The wording of the letter that sent the director-general of the Communications Authority of Kenya, Mr Francis Wangusi, on compulsory leave was terse: “The board has decided that you proceed on three months compulsory leave with immediate effect in order to facilitate the forthcoming audit of human resources.”
Analysts were left pondering about the true motive of the board’s action. On paper, he is accused of engaging in irregularly employing too many of his tribesmen.
This is how an influential insider and operative put it to me when I inquired about the motive of the decision to edge out Wangusi: “He has hired layers and layers of Luhyas.”
Yet an audit conducted last year by the authority’s human resource department did not reveal a trend of nepotism on Wangusi’s part.
It is also true that the objective of that audit — when it was conceived — was to deal with broad human resource management issues, including promotions and placement of staff.
It was not to seek ammunition to sack or suspend either the DG, the head of HR or even to put the board staffing committee on the spot.
Initially, the report was to be tabled before the board in December last year. That changed after it was decided that an independent audit firm be hired to do the work.
Clearly, the machinations about edging out Wangusi came as an afterthought.
As we went to press, speculation was rife that a notice reappointing a former chairman of the authority was to be gazetted today.
Should that happen, we will be able to discern a clearer picture of the political dynamics behind Wangusi’s tribulations and maybe tell the side of the political divide that wants him out.
In my view, what we are witnessing is a scene out of a playbook on what the South Africans refer to as “State capture”.
Indeed, the phrase is on the lips of every South African, especially after President Jacob Zuma recently appointed a “State capture commission of inquiry”.
But what is State capture?
Simply, it describes tactics that politically well-connected elites employ to control and dominate awards of lucrative contracts and tenders floated by cash-rich government departments and parastatals.
The CA is very cash-rich. I have seen statistics showing that at the end of June last year, the authority was sitting on a whopping Sh10.7 billion, most of it kept in short-term deposits in commercial banks!

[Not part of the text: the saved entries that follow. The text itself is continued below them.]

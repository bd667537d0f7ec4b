//! Applies approved change sets with retry and compensating rollback.
//!
//! The executor is the only component that mutates the cluster. It:
//!
//! 1. refuses change sets that are in conflict, denied, unconfirmed, or paired
//!    with a decision made for a different change set;
//! 2. applies changes in dependency order, retrying retryable errors;
//! 3. on the first unrecoverable failure, compensates every applied change
//!    in reverse order;
//! 4. appends exactly one audit record before returning.

use crate::retry::{RetryPolicy, StopReason, StopSignal, retry_classified};
use kintent_audit::{AuditError, AuditLog, AuditRecord, ChangeRecord, Outcome};
use kintent_core::{Change, ChangeSet, ChangeSetState, ClassifiedError, ClusterWriter, Verdict};
use kintent_policy::ApprovalDecision;
use std::sync::Arc;
use thiserror::Error;
use tokio::sync::watch;
use tokio::time::Instant;
use tracing::{error, info, warn};

/// Per-execution options.
#[derive(Debug, Clone)]
pub struct ExecuteOptions {
    /// Explicit operator confirmation for `RequiresConfirmation` verdicts.
    pub confirmed: bool,
    /// No new change is started after this instant.
    pub deadline: Option<Instant>,
    /// Setting the value to `true` stops forward progress.
    pub cancel: Option<watch::Receiver<bool>>,
    /// Attempt number recorded in the audit log.
    pub attempt: u32,
}

impl Default for ExecuteOptions {
    fn default() -> Self {
        Self {
            confirmed: false,
            deadline: None,
            cancel: None,
            attempt: 1,
        }
    }
}

impl ExecuteOptions {
    pub fn confirmed() -> Self {
        Self {
            confirmed: true,
            ..Self::default()
        }
    }
}

/// What one execution did.
#[derive(Debug, Clone, PartialEq)]
pub struct ReconcileOutcome {
    pub outcome: Outcome,
    pub detail: String,
    pub applied: Vec<ChangeRecord>,
    pub failed: Option<ChangeRecord>,
    pub rolled_back: Vec<ChangeRecord>,
    /// A writer reported a stale precondition; a fresh diff may succeed.
    pub conflict: bool,
    /// Sequence of the audit record written for this execution.
    pub audit_sequence: Option<u64>,
}

impl ReconcileOutcome {
    fn rejected(detail: String) -> Self {
        Self {
            outcome: Outcome::Rejected,
            detail,
            applied: Vec::new(),
            failed: None,
            rolled_back: Vec::new(),
            conflict: false,
            audit_sequence: None,
        }
    }

    pub fn is_success(&self) -> bool {
        self.outcome == Outcome::Success
    }
}

#[derive(Debug, Error)]
pub enum ExecuteError {
    /// The cluster may have been mutated but the audit record was not
    /// persisted.
    #[error("audit write failed after {} execution: {source}", .outcome.outcome)]
    AuditWrite {
        outcome: Box<ReconcileOutcome>,
        #[source]
        source: AuditError,
    },
}

impl ExecuteError {
    /// The execution result the error carries.
    pub fn outcome(&self) -> &ReconcileOutcome {
        match self {
            ExecuteError::AuditWrite { outcome, .. } => outcome,
        }
    }
}

enum Failure {
    Cluster(ClassifiedError),
    Stopped(StopReason, Option<ClassifiedError>),
}

impl std::fmt::Display for Failure {
    fn fmt(&self, f: &mut std::fmt::Formatter<'_>) -> std::fmt::Result {
        match self {
            Failure::Cluster(err) => write!(f, "{}", err),
            Failure::Stopped(reason, None) => write!(f, "{}", reason),
            Failure::Stopped(reason, Some(err)) => write!(f, "{} while retrying: {}", reason, err),
        }
    }
}

/// Applies change sets through a [`ClusterWriter`].
pub struct ReconcileExecutor {
    writer: Arc<dyn ClusterWriter>,
    audit: Arc<AuditLog>,
    retry: RetryPolicy,
}

impl ReconcileExecutor {
    pub fn new(writer: Arc<dyn ClusterWriter>, audit: Arc<AuditLog>, retry: RetryPolicy) -> Self {
        Self {
            writer,
            audit,
            retry,
        }
    }

    pub fn audit(&self) -> &Arc<AuditLog> {
        &self.audit
    }

    /// Why `change_set` must not run, if anything.
    fn rejection(
        change_set: &ChangeSet,
        approval: &ApprovalDecision,
        options: &ExecuteOptions,
    ) -> Option<String> {
        if approval.changeset_id != change_set.id {
            return Some(format!(
                "approval decision belongs to change set {}, not {}",
                approval.changeset_id, change_set.id
            ));
        }
        if let ChangeSetState::Conflict { resource, reason } = &change_set.state {
            return Some(format!("conflict on {}: {}", resource, reason));
        }
        match approval.verdict {
            Verdict::Denied => Some(format!("denied: {}", approval.reason)),
            Verdict::RequiresConfirmation if !options.confirmed => {
                Some(format!("confirmation required: {}", approval.reason))
            }
            _ => None,
        }
    }

    /// Execute `change_set` under `approval`.
    pub async fn execute(
        &self,
        change_set: &ChangeSet,
        approval: &ApprovalDecision,
        options: ExecuteOptions,
    ) -> Result<ReconcileOutcome, ExecuteError> {
        let attempt = options.attempt;
        let outcome = match Self::rejection(change_set, approval, &options) {
            Some(reason) => {
                warn!(changeset_id = %change_set.id, reason = %reason, "Change set rejected");
                ReconcileOutcome::rejected(reason)
            }
            None => {
                let stop = StopSignal::new(options.deadline, options.cancel);
                self.run(change_set, &stop).await
            }
        };
        self.record(change_set, approval, attempt, outcome).await
    }

    async fn run(&self, change_set: &ChangeSet, stop: &StopSignal) -> ReconcileOutcome {
        let mut applied: Vec<(&Change, ChangeRecord)> = Vec::new();
        let mut failed: Option<ChangeRecord> = None;
        let mut failure: Option<Failure> = None;

        for change in change_set.ordered() {
            if let Some(reason) = stop.check() {
                failure = Some(Failure::Stopped(reason, None));
                break;
            }

            let description = change.describe();
            let result =
                retry_classified(&self.retry, &description, stop, || self.writer.apply(change))
                    .await;
            let mut record = ChangeRecord {
                op: change.kind(),
                target: change.target().clone(),
                attempts: result.attempts,
                error: None,
            };

            match result.result {
                Ok(()) => {
                    info!(
                        changeset_id = %change_set.id,
                        change = %description,
                        attempts = result.attempts,
                        "Change applied"
                    );
                    applied.push((change, record));
                }
                Err(err) => {
                    let reason = match result.stopped {
                        Some(reason) => Failure::Stopped(reason, Some(err)),
                        None => Failure::Cluster(err),
                    };
                    warn!(
                        changeset_id = %change_set.id,
                        change = %description,
                        attempts = result.attempts,
                        error = %reason,
                        "Change failed"
                    );
                    record.error = Some(reason.to_string());
                    failed = Some(record);
                    failure = Some(reason);
                    break;
                }
            }
        }

        let Some(failure) = failure else {
            let detail = if applied.is_empty() {
                "no changes".to_string()
            } else {
                format!("applied {} change(s)", applied.len())
            };
            info!(changeset_id = %change_set.id, detail = %detail, "Change set applied");
            return ReconcileOutcome {
                outcome: Outcome::Success,
                detail,
                applied: applied.into_iter().map(|(_, r)| r).collect(),
                failed: None,
                rolled_back: Vec::new(),
                conflict: false,
                audit_sequence: None,
            };
        };

        let rolled_back = self.rollback(change_set, &applied).await;
        let complete = rolled_back.iter().all(ChangeRecord::succeeded);
        let outcome = if complete {
            Outcome::RolledBack
        } else {
            Outcome::PartialFailure
        };
        let conflict = matches!(&failure, Failure::Cluster(e) if e.is_conflict());
        let detail = match (&failed, complete) {
            (Some(f), true) => format!("{} {} failed: {}; rolled back", f.op, f.target, failure),
            (Some(f), false) => format!(
                "{} {} failed: {}; rollback incomplete",
                f.op, f.target, failure
            ),
            (None, true) => format!("stopped: {}; rolled back", failure),
            (None, false) => format!("stopped: {}; rollback incomplete", failure),
        };

        ReconcileOutcome {
            outcome,
            detail,
            applied: applied.into_iter().map(|(_, r)| r).collect(),
            failed,
            rolled_back,
            conflict,
            audit_sequence: None,
        }
    }

    /// Compensate `applied` in reverse order. Never interrupted.
    async fn rollback(
        &self,
        change_set: &ChangeSet,
        applied: &[(&Change, ChangeRecord)],
    ) -> Vec<ChangeRecord> {
        let never = StopSignal::never();
        let mut records = Vec::with_capacity(applied.len());

        for (change, _) in applied.iter().rev() {
            let Some(compensation) = change.compensation() else {
                error!(
                    changeset_id = %change_set.id,
                    change = %change.describe(),
                    "No prior state captured; cannot compensate"
                );
                records.push(ChangeRecord {
                    op: change.kind(),
                    target: change.target().clone(),
                    attempts: 0,
                    error: Some("no prior state captured".to_string()),
                });
                continue;
            };

            let description = format!("rollback {}", compensation.describe());
            let result = retry_classified(&self.retry, &description, &never, || {
                self.writer.apply(&compensation)
            })
            .await;
            let error = result.result.err().map(|e| e.to_string());
            match &error {
                None => info!(changeset_id = %change_set.id, change = %description, "Compensated"),
                Some(err) => error!(
                    changeset_id = %change_set.id,
                    change = %description,
                    error = %err,
                    "Compensation failed"
                ),
            }
            records.push(ChangeRecord {
                op: compensation.kind(),
                target: compensation.target().clone(),
                attempts: result.attempts,
                error,
            });
        }
        records
    }

    async fn record(
        &self,
        change_set: &ChangeSet,
        approval: &ApprovalDecision,
        attempt: u32,
        mut outcome: ReconcileOutcome,
    ) -> Result<ReconcileOutcome, ExecuteError> {
        let record = AuditRecord::new(change_set.clone(), outcome.outcome, outcome.detail.clone())
            .attempt(attempt)
            .approval(approval.clone())
            .applied(outcome.applied.clone())
            .failed(outcome.failed.clone())
            .rolled_back(outcome.rolled_back.clone());

        match self.audit.append(record).await {
            Ok(appended) => {
                outcome.audit_sequence = Some(appended.sequence);
                Ok(outcome)
            }
            Err(source) => {
                error!(
                    changeset_id = %change_set.id,
                    outcome = %outcome.outcome,
                    error = %source,
                    "Failed to persist audit record"
                );
                Err(ExecuteError::AuditWrite {
                    outcome: Box::new(outcome),
                    source,
                })
            }
        }
    }
}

From a memo I came across recently, I see how the National Treasury and the Ministry of Information, Communication and Technology — the CA’s parent ministry — have been involved in persistent fights with the CA’s board of directors over budgets for big projects.
In 2015, the National Treasury had to block a mega property development project that a section of the authority’s board and influential consultants were fiercely campaigning for.
This was a grandly designed project whose scope had been vastly expanded to include conference facilities, an amusement centre, hotels and restaurants.
But the National Treasury would have none of it. It moved to scuttle the entire thing on the grounds that such a project did not fall within the core business of the authority.
When the grand idea of the proposed conference centre was shot down, the same forces dreamt up another mega project — namely, the construction of a new office block.
Once again, the National Treasury and the ministry promptly scuttled the idea, citing a directive from a retreat by the Cabinet in Naivasha that had directed a freeze on major capital projects by parastatals.
Procurement of computers has also been a big issue.
I have come across evidence showing how the National Treasury and the ministry have been expressing concern year in, year out about CA’s budget for computers.
If you examine the capex budgets that the CA has been presenting to the National Treasury for approval, you will see an average of Sh500 million on computer purchases.
In the Financial Year 2017/2018, CA proposed a capital budget of Sh498 million to purchase computers. Last year, it forecast that it would spend Sh1.17 billion on the same!
How an organisation with a staff compliment of less than 300 gets to spend such huge sums on purchase of computers every year points to a procurement regime that is firmly under capture of well-connected vendors.
This is the backdrop against which the ongoing shenanigans at the CA must be understood. It is all about big bucks and big projects.